Sift the material for lines containing "other", and return them.
Supplied material Start Marker
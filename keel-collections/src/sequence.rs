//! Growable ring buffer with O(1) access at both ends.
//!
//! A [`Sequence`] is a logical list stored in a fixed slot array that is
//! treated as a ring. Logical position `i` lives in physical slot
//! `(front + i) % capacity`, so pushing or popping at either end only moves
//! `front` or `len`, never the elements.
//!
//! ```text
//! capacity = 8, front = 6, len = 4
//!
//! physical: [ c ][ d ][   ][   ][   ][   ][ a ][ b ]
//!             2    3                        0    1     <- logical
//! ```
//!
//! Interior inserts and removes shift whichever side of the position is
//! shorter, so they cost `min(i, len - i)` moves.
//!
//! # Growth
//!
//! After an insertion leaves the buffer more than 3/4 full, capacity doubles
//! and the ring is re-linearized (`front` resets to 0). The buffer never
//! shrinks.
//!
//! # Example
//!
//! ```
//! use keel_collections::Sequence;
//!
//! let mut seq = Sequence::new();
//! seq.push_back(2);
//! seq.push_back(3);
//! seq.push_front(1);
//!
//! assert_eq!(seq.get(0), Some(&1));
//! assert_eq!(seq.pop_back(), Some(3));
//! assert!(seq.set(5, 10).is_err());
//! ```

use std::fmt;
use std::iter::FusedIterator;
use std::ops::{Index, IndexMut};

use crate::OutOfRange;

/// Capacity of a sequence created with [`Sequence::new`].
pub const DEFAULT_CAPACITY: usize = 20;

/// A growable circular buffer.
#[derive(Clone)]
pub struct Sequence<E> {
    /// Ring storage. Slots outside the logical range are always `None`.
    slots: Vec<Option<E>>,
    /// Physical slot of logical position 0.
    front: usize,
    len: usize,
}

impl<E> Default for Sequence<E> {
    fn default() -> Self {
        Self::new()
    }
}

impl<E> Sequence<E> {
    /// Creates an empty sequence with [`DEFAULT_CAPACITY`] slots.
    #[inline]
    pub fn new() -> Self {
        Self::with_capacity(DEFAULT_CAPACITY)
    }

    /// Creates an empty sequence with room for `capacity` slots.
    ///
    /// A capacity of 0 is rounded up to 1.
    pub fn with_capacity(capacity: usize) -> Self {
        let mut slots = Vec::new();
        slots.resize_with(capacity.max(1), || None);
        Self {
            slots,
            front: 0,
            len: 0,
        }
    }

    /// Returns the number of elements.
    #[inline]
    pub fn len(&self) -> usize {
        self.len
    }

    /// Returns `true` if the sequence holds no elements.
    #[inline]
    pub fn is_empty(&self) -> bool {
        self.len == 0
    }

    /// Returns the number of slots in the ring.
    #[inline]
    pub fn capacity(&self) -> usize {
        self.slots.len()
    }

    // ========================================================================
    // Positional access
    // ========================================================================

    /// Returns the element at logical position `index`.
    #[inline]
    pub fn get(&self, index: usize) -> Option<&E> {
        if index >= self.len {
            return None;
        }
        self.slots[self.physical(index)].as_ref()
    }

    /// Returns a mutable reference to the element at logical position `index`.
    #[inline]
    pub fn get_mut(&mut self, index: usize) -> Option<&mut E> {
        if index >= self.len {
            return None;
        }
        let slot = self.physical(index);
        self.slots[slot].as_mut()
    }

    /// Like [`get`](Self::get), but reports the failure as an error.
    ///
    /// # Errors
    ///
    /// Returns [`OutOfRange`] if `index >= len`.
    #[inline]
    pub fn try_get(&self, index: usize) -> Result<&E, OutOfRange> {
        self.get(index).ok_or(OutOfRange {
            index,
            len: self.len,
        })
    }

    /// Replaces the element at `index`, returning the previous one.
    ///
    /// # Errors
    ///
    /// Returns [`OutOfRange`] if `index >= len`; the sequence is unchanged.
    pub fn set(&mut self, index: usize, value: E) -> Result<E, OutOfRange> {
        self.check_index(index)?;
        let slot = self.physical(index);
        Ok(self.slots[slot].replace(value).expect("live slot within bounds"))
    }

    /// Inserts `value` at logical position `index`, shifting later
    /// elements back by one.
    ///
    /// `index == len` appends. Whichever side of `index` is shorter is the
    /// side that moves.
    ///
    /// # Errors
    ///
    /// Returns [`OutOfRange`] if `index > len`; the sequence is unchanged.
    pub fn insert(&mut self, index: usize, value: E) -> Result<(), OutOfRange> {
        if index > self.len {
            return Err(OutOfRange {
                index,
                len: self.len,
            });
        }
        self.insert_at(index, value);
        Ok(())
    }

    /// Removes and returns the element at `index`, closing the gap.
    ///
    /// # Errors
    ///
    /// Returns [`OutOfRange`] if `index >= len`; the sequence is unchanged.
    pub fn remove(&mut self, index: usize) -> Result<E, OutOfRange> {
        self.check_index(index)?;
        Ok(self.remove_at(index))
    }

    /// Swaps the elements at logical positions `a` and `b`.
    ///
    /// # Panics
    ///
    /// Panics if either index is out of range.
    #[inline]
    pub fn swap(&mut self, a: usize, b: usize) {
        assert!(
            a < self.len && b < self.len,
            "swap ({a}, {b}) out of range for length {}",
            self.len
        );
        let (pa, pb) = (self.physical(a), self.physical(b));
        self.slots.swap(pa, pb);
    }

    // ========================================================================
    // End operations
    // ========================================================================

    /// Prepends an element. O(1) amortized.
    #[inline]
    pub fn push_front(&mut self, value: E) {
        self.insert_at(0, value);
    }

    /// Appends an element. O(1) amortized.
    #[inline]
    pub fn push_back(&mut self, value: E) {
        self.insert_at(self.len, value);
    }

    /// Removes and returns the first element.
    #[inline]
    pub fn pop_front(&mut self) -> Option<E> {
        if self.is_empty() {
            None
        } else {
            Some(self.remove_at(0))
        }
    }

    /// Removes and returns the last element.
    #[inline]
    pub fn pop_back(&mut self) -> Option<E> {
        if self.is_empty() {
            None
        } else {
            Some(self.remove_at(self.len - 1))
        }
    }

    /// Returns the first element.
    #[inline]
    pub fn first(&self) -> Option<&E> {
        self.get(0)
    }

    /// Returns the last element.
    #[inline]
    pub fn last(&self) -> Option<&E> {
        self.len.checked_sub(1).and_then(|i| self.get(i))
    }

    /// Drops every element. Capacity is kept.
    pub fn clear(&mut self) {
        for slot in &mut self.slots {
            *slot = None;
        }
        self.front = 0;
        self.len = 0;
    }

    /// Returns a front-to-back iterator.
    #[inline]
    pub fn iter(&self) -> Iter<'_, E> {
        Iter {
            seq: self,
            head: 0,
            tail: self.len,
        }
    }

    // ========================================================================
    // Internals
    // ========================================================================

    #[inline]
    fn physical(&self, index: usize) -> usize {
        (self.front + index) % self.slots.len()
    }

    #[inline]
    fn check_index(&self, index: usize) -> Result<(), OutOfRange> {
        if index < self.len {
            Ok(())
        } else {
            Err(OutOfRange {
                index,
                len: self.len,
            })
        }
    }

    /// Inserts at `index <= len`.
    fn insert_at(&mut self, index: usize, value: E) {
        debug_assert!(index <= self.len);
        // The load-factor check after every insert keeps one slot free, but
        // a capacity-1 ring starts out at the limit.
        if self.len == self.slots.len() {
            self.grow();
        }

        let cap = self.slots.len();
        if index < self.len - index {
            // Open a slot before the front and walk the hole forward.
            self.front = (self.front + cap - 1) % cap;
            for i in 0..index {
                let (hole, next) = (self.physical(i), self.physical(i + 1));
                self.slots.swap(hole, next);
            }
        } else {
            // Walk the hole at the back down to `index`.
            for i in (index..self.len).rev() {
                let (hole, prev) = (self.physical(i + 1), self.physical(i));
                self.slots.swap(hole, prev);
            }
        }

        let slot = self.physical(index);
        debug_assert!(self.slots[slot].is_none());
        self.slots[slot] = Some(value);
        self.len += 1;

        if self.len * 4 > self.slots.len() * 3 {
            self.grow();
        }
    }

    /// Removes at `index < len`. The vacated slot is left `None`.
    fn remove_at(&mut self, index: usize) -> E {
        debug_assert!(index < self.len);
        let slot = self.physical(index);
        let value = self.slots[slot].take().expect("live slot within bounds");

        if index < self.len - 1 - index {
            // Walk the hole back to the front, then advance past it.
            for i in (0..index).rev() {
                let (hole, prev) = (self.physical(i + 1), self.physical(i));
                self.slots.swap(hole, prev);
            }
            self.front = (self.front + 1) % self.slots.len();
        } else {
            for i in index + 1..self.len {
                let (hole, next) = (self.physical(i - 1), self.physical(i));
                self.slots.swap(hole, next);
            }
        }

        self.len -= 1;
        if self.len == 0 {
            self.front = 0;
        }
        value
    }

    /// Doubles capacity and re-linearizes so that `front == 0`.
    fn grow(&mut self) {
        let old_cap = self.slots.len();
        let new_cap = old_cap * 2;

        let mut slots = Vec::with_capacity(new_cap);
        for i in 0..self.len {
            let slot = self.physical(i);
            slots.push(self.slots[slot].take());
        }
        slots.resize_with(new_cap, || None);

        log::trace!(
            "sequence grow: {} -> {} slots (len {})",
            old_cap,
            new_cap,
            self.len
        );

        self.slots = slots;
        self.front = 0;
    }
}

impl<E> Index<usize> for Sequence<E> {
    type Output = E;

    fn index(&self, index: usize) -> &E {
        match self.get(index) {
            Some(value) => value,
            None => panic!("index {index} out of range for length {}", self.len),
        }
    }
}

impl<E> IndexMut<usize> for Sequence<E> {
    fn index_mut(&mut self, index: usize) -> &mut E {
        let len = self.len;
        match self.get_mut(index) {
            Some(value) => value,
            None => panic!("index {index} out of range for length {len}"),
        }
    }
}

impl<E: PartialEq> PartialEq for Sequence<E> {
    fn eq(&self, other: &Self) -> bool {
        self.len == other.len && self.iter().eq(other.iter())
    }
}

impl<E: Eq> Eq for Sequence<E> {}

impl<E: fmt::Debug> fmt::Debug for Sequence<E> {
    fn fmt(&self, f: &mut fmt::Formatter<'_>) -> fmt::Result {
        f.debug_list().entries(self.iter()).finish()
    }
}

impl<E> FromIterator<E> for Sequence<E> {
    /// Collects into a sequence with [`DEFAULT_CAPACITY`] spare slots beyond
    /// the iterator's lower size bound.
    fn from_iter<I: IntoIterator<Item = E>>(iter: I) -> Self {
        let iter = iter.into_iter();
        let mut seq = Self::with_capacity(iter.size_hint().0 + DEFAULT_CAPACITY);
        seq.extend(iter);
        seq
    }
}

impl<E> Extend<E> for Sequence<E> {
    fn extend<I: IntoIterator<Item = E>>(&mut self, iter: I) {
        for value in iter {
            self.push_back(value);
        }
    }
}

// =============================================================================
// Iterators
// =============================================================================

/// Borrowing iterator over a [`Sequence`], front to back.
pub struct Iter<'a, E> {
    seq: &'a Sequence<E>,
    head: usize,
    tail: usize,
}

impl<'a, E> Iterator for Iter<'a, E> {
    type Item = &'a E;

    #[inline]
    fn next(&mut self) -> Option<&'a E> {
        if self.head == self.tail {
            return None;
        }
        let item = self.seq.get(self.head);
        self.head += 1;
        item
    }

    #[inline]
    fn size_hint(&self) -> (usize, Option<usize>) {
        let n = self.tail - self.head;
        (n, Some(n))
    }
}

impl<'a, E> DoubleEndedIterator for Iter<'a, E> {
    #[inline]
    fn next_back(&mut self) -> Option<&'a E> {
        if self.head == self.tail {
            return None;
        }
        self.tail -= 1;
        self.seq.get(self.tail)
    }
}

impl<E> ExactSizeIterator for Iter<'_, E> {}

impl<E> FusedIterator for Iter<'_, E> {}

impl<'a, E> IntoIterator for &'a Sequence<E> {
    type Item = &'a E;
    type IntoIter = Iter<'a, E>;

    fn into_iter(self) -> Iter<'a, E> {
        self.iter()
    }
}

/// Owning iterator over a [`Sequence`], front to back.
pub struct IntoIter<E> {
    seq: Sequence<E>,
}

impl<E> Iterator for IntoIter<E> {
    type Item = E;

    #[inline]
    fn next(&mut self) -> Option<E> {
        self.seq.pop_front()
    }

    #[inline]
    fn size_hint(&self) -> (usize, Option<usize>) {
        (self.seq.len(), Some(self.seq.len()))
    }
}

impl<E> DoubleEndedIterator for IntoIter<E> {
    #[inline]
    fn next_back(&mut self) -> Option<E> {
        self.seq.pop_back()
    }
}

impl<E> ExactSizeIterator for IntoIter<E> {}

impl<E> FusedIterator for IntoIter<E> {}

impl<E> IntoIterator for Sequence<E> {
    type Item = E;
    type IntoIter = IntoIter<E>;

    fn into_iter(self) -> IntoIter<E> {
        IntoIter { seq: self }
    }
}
Supplied material End Marker
> Answer to this exercise
    fn eq(&self, other: &Self) -> bool {
        self.len == other.len && self.iter().eq(other.iter())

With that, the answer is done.